**Exercise**
Search the records below for "threshold"; copy each line that has it.

**Input material**
----
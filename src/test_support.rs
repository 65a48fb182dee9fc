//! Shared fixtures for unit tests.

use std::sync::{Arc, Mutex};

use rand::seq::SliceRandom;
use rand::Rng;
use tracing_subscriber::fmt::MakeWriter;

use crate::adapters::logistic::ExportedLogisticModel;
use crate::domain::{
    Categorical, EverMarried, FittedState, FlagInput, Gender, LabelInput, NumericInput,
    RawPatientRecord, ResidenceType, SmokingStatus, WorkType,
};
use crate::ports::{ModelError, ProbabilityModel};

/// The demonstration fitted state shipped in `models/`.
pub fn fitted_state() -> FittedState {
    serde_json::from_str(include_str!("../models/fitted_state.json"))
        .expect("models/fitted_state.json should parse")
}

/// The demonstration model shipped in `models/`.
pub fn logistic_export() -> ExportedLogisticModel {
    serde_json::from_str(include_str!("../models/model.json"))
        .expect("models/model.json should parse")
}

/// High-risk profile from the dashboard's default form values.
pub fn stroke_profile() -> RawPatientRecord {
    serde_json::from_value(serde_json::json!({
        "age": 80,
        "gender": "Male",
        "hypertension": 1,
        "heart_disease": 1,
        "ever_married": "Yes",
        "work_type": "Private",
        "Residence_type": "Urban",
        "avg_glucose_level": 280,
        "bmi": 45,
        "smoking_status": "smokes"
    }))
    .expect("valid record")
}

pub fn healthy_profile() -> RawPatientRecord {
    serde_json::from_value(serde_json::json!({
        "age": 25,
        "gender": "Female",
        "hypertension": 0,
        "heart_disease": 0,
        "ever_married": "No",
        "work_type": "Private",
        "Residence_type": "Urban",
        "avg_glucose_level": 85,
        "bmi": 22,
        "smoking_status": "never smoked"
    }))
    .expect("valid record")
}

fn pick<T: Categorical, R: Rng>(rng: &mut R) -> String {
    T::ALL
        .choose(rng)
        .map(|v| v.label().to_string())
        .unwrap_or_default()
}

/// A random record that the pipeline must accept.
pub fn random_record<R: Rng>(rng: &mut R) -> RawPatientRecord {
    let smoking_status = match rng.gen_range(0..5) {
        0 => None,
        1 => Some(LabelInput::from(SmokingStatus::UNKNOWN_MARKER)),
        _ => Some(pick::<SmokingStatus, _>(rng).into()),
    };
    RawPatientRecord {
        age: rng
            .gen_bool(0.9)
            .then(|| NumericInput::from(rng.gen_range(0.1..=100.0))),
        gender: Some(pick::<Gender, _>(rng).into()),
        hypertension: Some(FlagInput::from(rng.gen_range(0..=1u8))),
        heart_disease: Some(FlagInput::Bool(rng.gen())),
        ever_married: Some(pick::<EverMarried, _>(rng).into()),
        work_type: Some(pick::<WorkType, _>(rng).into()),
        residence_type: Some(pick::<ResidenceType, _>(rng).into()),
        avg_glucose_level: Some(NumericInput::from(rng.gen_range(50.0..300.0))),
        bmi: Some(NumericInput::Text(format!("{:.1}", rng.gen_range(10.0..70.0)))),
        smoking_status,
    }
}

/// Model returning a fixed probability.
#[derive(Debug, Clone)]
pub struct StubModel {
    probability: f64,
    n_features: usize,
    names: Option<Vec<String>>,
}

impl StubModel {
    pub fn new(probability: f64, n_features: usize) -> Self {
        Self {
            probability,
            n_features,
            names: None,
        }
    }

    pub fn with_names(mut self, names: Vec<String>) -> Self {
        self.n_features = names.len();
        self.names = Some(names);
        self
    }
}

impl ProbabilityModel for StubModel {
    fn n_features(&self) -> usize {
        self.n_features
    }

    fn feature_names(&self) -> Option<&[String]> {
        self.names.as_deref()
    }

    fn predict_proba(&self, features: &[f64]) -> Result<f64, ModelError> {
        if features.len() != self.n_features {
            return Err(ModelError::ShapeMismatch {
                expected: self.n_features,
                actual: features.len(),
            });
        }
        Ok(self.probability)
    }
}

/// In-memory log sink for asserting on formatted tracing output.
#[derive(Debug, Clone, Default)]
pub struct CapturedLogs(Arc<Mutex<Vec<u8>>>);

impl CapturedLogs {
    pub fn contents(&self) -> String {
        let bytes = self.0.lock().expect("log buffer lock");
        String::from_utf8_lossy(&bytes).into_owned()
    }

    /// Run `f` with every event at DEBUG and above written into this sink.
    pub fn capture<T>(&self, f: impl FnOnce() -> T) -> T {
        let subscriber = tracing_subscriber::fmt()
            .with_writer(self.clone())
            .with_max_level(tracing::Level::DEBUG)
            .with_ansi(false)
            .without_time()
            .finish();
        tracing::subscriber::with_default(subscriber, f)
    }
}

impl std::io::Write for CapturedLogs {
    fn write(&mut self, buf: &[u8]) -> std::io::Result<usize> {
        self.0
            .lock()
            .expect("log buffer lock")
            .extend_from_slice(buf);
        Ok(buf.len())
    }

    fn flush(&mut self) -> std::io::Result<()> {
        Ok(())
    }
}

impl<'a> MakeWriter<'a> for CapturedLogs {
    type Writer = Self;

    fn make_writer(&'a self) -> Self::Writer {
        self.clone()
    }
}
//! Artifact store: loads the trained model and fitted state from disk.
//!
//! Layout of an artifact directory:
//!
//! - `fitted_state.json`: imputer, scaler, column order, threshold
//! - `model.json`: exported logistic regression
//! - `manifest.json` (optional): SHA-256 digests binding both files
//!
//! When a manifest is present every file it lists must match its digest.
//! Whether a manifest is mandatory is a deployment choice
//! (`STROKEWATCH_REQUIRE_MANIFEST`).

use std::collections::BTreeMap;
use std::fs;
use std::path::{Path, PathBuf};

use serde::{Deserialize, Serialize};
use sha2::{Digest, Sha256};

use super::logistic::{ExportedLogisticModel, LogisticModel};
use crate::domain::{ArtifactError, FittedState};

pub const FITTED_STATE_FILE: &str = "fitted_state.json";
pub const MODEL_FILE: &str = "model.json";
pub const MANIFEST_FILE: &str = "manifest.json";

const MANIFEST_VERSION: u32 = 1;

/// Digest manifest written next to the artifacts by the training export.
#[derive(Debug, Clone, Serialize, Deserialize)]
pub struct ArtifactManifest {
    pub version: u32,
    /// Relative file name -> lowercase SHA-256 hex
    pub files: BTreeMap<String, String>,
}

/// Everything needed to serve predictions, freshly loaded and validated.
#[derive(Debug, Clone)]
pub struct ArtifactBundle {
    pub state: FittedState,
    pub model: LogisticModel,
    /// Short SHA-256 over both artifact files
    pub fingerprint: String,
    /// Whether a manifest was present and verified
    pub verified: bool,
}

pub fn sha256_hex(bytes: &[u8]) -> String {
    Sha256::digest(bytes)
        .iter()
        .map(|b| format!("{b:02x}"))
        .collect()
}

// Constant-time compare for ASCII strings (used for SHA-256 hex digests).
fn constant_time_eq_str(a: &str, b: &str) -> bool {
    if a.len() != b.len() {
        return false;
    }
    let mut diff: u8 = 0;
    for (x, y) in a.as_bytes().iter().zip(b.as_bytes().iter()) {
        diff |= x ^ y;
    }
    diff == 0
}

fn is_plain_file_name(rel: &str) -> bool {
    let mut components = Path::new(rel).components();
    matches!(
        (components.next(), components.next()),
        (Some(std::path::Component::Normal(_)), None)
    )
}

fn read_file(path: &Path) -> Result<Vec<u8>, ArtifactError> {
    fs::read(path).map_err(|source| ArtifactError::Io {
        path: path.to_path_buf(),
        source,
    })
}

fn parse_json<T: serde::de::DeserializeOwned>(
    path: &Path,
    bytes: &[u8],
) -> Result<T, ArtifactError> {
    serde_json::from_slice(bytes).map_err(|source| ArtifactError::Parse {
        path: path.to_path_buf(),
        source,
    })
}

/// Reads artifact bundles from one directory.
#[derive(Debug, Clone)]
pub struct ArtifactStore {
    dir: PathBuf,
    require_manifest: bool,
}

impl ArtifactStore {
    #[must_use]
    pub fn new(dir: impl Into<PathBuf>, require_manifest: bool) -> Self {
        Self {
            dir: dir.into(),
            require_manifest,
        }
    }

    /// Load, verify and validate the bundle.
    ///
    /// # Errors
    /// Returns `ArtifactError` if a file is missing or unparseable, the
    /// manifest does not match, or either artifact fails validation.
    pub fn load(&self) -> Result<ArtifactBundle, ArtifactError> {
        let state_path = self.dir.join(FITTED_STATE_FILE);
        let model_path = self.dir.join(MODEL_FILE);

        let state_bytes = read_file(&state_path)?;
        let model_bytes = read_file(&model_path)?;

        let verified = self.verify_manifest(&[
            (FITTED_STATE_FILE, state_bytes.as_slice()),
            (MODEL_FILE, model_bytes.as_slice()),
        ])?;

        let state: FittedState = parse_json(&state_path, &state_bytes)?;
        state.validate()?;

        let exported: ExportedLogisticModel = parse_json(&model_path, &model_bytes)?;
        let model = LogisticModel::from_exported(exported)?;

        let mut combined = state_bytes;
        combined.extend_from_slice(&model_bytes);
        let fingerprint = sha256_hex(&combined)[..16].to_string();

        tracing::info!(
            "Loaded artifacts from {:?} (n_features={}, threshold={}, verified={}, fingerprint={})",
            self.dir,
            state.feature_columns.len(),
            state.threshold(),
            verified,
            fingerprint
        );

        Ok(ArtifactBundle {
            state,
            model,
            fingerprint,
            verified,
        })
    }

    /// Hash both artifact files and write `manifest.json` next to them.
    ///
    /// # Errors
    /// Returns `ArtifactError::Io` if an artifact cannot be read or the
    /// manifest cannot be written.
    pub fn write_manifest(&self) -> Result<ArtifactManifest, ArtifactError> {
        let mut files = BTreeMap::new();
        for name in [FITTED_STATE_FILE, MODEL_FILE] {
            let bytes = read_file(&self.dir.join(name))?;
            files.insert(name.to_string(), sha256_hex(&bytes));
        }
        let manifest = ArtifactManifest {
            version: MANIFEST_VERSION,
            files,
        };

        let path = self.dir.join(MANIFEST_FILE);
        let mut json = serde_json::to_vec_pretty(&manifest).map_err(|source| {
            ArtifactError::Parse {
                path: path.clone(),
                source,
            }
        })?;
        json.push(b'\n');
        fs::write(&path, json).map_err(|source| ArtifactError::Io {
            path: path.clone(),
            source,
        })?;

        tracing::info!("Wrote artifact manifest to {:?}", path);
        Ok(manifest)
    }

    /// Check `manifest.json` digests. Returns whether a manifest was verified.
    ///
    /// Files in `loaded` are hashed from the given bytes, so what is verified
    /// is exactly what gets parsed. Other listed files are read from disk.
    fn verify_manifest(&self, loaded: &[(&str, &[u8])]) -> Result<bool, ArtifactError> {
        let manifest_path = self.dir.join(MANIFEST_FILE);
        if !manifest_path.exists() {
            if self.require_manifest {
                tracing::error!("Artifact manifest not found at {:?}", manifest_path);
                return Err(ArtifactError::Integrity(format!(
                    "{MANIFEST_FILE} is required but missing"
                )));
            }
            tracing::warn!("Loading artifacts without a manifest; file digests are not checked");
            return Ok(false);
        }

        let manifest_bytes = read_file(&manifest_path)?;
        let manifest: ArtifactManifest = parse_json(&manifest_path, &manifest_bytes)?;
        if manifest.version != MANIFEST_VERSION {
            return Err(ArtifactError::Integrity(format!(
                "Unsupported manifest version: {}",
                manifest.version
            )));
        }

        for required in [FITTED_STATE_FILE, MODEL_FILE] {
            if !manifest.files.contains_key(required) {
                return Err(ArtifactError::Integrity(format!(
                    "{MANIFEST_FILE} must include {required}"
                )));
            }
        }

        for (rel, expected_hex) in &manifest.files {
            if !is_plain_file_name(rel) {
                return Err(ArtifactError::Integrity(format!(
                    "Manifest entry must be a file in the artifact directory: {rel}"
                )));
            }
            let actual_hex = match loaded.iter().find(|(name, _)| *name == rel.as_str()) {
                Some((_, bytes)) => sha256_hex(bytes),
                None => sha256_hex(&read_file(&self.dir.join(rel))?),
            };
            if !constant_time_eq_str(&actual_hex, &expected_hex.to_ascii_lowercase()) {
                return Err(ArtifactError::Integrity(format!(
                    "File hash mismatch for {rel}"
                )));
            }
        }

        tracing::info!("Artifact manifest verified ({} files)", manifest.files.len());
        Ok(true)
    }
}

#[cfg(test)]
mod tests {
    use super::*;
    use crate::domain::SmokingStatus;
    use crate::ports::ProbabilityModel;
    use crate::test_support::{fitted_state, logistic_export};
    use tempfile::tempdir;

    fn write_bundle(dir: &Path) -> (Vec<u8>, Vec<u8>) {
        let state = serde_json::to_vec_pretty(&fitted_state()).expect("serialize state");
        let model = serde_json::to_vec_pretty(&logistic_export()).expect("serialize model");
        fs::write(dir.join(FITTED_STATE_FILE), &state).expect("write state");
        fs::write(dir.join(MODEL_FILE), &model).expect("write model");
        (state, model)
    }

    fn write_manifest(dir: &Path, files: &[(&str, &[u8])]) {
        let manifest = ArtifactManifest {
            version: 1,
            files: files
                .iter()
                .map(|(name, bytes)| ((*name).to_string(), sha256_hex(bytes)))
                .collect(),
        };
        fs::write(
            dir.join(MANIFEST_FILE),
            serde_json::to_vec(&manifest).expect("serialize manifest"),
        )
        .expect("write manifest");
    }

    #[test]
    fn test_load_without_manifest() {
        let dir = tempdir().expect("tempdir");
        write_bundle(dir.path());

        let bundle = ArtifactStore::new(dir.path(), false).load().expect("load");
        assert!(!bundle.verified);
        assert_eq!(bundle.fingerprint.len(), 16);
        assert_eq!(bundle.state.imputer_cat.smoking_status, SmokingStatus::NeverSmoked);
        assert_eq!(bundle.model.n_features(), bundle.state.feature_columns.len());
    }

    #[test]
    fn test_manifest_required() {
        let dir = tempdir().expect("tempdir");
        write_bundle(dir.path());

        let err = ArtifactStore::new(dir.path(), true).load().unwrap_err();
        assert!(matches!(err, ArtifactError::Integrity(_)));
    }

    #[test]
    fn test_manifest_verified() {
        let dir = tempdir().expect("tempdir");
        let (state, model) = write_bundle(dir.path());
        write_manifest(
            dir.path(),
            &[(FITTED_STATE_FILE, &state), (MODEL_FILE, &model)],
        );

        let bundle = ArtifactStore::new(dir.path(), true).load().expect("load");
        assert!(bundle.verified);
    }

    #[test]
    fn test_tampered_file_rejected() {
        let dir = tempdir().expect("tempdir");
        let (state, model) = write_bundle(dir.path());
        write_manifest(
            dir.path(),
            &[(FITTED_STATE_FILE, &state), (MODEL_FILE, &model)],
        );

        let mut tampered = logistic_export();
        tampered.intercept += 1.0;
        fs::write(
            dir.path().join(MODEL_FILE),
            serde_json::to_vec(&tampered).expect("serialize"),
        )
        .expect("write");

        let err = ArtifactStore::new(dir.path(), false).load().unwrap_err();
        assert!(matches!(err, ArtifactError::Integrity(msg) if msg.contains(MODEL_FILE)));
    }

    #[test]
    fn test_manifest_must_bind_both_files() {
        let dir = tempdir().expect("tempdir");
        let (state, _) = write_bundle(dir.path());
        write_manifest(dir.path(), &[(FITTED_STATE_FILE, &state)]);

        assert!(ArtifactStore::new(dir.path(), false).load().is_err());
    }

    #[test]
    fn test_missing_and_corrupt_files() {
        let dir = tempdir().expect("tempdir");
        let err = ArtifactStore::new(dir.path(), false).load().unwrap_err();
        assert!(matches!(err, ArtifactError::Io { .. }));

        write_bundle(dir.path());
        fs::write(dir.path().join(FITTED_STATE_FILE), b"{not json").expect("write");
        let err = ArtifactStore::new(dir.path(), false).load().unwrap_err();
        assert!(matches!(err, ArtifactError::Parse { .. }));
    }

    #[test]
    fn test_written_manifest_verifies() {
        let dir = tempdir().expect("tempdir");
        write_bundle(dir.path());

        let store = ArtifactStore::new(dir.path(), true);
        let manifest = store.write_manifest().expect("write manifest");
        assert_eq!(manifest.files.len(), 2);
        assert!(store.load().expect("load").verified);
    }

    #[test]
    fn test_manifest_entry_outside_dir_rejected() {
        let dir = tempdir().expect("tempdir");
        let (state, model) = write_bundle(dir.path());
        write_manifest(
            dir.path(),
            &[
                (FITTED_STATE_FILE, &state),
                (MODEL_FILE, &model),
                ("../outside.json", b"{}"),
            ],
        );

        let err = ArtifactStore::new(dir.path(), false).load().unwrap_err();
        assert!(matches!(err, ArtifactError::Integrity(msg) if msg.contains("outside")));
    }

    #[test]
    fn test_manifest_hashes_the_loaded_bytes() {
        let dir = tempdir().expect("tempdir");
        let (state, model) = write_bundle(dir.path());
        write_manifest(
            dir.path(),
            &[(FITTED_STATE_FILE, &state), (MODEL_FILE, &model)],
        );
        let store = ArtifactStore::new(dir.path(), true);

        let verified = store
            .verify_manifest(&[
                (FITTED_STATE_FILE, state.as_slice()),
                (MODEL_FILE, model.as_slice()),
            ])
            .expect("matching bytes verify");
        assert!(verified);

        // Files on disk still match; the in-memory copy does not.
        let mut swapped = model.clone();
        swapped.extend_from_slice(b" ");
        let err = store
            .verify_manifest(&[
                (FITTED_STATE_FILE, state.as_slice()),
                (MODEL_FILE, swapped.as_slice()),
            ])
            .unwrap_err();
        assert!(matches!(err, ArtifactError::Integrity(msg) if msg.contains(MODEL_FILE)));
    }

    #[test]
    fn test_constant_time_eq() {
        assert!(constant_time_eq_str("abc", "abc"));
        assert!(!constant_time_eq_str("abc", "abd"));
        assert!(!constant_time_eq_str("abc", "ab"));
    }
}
----
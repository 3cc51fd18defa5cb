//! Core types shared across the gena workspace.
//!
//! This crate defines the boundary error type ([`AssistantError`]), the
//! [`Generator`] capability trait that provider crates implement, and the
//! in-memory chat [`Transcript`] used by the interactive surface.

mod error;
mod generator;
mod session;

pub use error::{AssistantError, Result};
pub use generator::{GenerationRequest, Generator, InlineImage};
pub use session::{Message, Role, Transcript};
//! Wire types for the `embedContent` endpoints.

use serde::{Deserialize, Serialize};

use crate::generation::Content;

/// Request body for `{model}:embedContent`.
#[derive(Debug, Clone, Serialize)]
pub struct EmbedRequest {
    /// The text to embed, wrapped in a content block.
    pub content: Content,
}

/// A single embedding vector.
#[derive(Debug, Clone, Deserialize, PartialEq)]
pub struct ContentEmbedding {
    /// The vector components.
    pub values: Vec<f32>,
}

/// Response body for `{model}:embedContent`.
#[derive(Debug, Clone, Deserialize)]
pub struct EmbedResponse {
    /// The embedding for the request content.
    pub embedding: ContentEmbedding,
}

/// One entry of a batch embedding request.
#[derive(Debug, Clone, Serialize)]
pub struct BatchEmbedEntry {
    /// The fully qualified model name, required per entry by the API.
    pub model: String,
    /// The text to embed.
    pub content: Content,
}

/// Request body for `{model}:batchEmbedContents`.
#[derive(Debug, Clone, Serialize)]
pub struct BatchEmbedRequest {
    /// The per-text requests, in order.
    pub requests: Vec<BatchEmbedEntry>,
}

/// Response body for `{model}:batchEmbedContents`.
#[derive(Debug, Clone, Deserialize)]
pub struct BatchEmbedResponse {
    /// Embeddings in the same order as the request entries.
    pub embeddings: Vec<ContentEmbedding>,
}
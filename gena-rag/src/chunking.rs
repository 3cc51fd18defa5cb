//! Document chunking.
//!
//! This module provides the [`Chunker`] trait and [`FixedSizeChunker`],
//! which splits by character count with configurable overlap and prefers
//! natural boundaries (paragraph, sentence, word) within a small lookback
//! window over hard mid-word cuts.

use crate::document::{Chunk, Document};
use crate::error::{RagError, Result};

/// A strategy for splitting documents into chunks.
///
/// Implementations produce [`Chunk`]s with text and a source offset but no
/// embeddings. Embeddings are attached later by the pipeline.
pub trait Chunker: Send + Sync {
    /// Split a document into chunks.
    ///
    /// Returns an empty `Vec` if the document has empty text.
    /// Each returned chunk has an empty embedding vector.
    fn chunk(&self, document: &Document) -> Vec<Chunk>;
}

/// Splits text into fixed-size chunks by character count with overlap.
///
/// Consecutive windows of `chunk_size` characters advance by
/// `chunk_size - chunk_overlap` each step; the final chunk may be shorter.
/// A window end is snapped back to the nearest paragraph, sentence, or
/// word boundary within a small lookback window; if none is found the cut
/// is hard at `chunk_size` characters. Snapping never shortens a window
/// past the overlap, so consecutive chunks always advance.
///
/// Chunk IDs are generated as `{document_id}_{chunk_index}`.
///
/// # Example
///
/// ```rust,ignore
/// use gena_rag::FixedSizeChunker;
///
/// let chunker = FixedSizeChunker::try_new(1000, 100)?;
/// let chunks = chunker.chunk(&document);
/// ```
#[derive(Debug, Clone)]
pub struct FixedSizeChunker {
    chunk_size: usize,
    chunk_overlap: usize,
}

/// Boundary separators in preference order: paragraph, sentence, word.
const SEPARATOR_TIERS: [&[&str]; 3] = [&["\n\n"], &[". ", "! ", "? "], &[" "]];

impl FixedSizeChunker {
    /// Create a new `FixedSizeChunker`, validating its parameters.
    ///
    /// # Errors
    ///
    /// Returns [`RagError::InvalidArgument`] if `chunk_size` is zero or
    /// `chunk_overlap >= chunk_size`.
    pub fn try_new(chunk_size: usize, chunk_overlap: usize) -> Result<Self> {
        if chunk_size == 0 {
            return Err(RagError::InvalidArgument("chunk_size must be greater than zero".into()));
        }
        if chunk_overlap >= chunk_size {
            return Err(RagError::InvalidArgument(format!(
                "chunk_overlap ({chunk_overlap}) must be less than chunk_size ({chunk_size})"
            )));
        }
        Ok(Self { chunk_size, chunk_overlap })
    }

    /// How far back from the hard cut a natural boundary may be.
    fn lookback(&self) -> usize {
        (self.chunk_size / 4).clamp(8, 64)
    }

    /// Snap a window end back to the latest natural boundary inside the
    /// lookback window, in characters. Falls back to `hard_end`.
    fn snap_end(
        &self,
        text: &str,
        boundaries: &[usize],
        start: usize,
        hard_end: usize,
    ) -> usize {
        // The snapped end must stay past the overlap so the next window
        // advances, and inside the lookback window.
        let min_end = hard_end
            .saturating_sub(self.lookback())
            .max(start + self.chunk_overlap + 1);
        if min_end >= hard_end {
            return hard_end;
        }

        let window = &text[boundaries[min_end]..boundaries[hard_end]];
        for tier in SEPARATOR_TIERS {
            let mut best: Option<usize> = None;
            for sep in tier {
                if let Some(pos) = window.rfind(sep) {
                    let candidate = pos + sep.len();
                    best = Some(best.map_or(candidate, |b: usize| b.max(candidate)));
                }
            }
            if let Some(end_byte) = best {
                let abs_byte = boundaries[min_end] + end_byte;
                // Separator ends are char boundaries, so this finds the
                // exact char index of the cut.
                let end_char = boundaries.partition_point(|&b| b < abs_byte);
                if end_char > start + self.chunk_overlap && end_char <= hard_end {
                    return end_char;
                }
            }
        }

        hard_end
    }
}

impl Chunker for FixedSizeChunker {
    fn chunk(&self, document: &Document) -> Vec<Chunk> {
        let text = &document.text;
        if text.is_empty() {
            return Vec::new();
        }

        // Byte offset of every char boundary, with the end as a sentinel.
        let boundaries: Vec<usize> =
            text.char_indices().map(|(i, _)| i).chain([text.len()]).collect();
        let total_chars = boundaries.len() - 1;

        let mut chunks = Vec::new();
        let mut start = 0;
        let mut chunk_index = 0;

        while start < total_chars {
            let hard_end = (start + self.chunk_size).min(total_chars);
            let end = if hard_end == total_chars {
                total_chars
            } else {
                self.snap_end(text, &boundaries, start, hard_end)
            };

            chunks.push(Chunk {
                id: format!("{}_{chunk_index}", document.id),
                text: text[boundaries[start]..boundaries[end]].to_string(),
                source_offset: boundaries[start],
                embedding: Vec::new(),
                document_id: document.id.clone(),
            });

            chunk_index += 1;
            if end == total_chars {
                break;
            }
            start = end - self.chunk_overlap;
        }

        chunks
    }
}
----
**Your solution**
//! - `fitted_state.json`: imputer, scaler, column order, threshold
            "Loaded artifacts from {:?} (n_features={}, threshold={}, verified={}, fingerprint={})",
            state.threshold(),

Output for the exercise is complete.